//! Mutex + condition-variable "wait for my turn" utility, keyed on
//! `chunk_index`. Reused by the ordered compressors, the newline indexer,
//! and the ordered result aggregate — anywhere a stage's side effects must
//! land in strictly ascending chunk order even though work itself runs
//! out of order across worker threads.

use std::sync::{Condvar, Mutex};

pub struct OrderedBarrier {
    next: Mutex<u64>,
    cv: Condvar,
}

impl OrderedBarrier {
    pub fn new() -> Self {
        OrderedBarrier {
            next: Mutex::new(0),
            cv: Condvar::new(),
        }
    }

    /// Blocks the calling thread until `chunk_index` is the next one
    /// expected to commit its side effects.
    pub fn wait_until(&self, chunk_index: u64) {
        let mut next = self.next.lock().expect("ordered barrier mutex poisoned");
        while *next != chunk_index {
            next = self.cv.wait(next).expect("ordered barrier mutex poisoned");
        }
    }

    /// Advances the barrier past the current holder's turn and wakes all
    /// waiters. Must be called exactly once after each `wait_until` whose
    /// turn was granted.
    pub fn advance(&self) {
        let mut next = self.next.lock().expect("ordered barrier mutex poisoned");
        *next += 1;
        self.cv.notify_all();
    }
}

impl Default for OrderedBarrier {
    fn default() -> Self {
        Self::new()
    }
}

══════════

● **Task details**:
Would you retype the lines above from the one with "work itself runs" down to the one with "while *next != chunk_index", word for word, both ends included and no other lines?

● **Response box**:
//! land in strictly ascending chunk order even though work itself runs
//! out of order across worker threads.

use std::sync::{Condvar, Mutex};

pub struct OrderedBarrier {
    next: Mutex<u64>,
    cv: Condvar,
}

impl OrderedBarrier {
    pub fn new() -> Self {
        OrderedBarrier {
            next: Mutex::new(0),
            cv: Condvar::new(),
        }
    }

    /// Blocks the calling thread until `chunk_index` is the next one
    /// expected to commit its side effects.
    pub fn wait_until(&self, chunk_index: u64) {
        let mut next = self.next.lock().expect("ordered barrier mutex poisoned");
        while *next != chunk_index {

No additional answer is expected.